Am I the only one?

Overwhelmed and at a loss in parenting littles. I’m venting and currently not in my best mindset.

I try my freaking hardest. I’m in the process of breaking the cycle of abusive behaviors my parents implemented on me as a child, while they manifest much differently for me, I catch myself slipping sometimes and I feel like an absolute piece of shit. I generally try to be really patient with my boys, especially my older son at the moment (3.5), giving choices (within reason), being firm where needed, asking what he needs when he is attention seeking, we do activities together, make anything i can a learning opportunity, redirect when misbehaviors come up, talk about choices/consequences, etc. but when he disobeys in a way that hurts me or could hurt or hurts his little brother (10mos) I lose my freaking marbles. The mama bear comes out and I hate myself for yelling at him so harshly when I’m trying SO hard to be loving and firm in how I guide him.
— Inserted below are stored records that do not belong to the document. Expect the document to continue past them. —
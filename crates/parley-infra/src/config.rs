//! Client configuration loader for Parley.
//!
//! Reads `config.toml` from the data directory (`~/.parley/` by default) and
//! deserializes it into [`ClientConfig`]. Falls back to defaults when the
//! file is missing or malformed.

use std::path::{Path, PathBuf};

use anyhow::Context;

use parley_types::config::ClientConfig;

/// Environment variable that overrides the data directory.
pub const DATA_DIR_ENV: &str = "PARLEY_DATA_DIR";

/// Resolve the data directory from environment or platform defaults.
///
/// Priority:
/// 1. `PARLEY_DATA_DIR` environment variable
/// 2. `~/.parley`
pub fn resolve_data_dir() -> PathBuf {
    if let Ok(dir) = std::env::var(DATA_DIR_ENV) {
        return PathBuf::from(dir);
    }

    if let Some(home) = dirs::home_dir() {
        return home.join(".parley");
    }

    PathBuf::from(".parley")
}

/// Load client configuration from `{data_dir}/config.toml`.
///
/// - If the file does not exist, returns [`ClientConfig::default()`].
/// - If the file exists but fails to read or parse, logs a warning and
///   returns the default.
pub async fn load_client_config(data_dir: &Path) -> ClientConfig {
    let config_path = data_dir.join("config.toml");

    let content = match tokio::fs::read_to_string(&config_path).await {
        Ok(content) => content,
        Err(err) if err.kind() == std::io::ErrorKind::NotFound => {
            tracing::debug!("No config.toml found at {}, using defaults", config_path.display());
            return ClientConfig::default();
        }
        Err(err) => {
            tracing::warn!("Failed to read {}: {err}, using defaults", config_path.display());
            return ClientConfig::default();
        }
    };

    match toml::from_str::<ClientConfig>(&content) {
        Ok(config) => config,
        Err(err) => {
            tracing::warn!(
                "Failed to parse {}: {err}, using defaults",
                config_path.display()
            );
            ClientConfig::default()
        }
    }
}

/// Load an explicitly named config file. Unlike [`load_client_config`],
/// a missing or invalid file is an error.
pub async fn load_config_file(path: &Path) -> anyhow::Result<ClientConfig> {
    let content = tokio::fs::read_to_string(path)
        .await
        .with_context(|| format!("failed to read config file {}", path.display()))?;
    toml::from_str(&content).with_context(|| format!("failed to parse config file {}", path.display()))
}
He just pushes and pushes and pushes until I freaking lose it and yell at him. Then I feel horrible. It was at its beginning/worst after my second was born, and has gotten tremendously better since, but I still have moments and then feel so much worse for them. I’m overwhelmed with advice from my therapist who also specialized in child development and behavioral issues in children, parenting classes (I’ve done two), books on children’s brains, and feel like I still can’t figure out what works for my own son at times, and really for MYSELF in those moments, the ideas and scenarios are great but it seems like the worst case scenario always happens. It doesn’t help that I’m doing it all 100% alone and dealing with several major life stressors at once. I started this after yelling at him for playing peek a boo with his brother using my body as the barrier and bonking his brothers head after I asked him to play on the rug several times so he wouldn’t distract his brother who I was trying to put to bed(were currently all sleeping in the same room), in reality it’s a small thing and was actually really sweet, just the worst timing as his brother was trying to nurse and settle down, now post baby going down and a conversation with him he’s teaching me through a yoga flow. Seriously? I guess some of the good things are sticking. In our defense these behaviors are fairly rare now, but when they happen they are so so hard and I feel so bad!!!

Urgh I just need to know I’m not alone.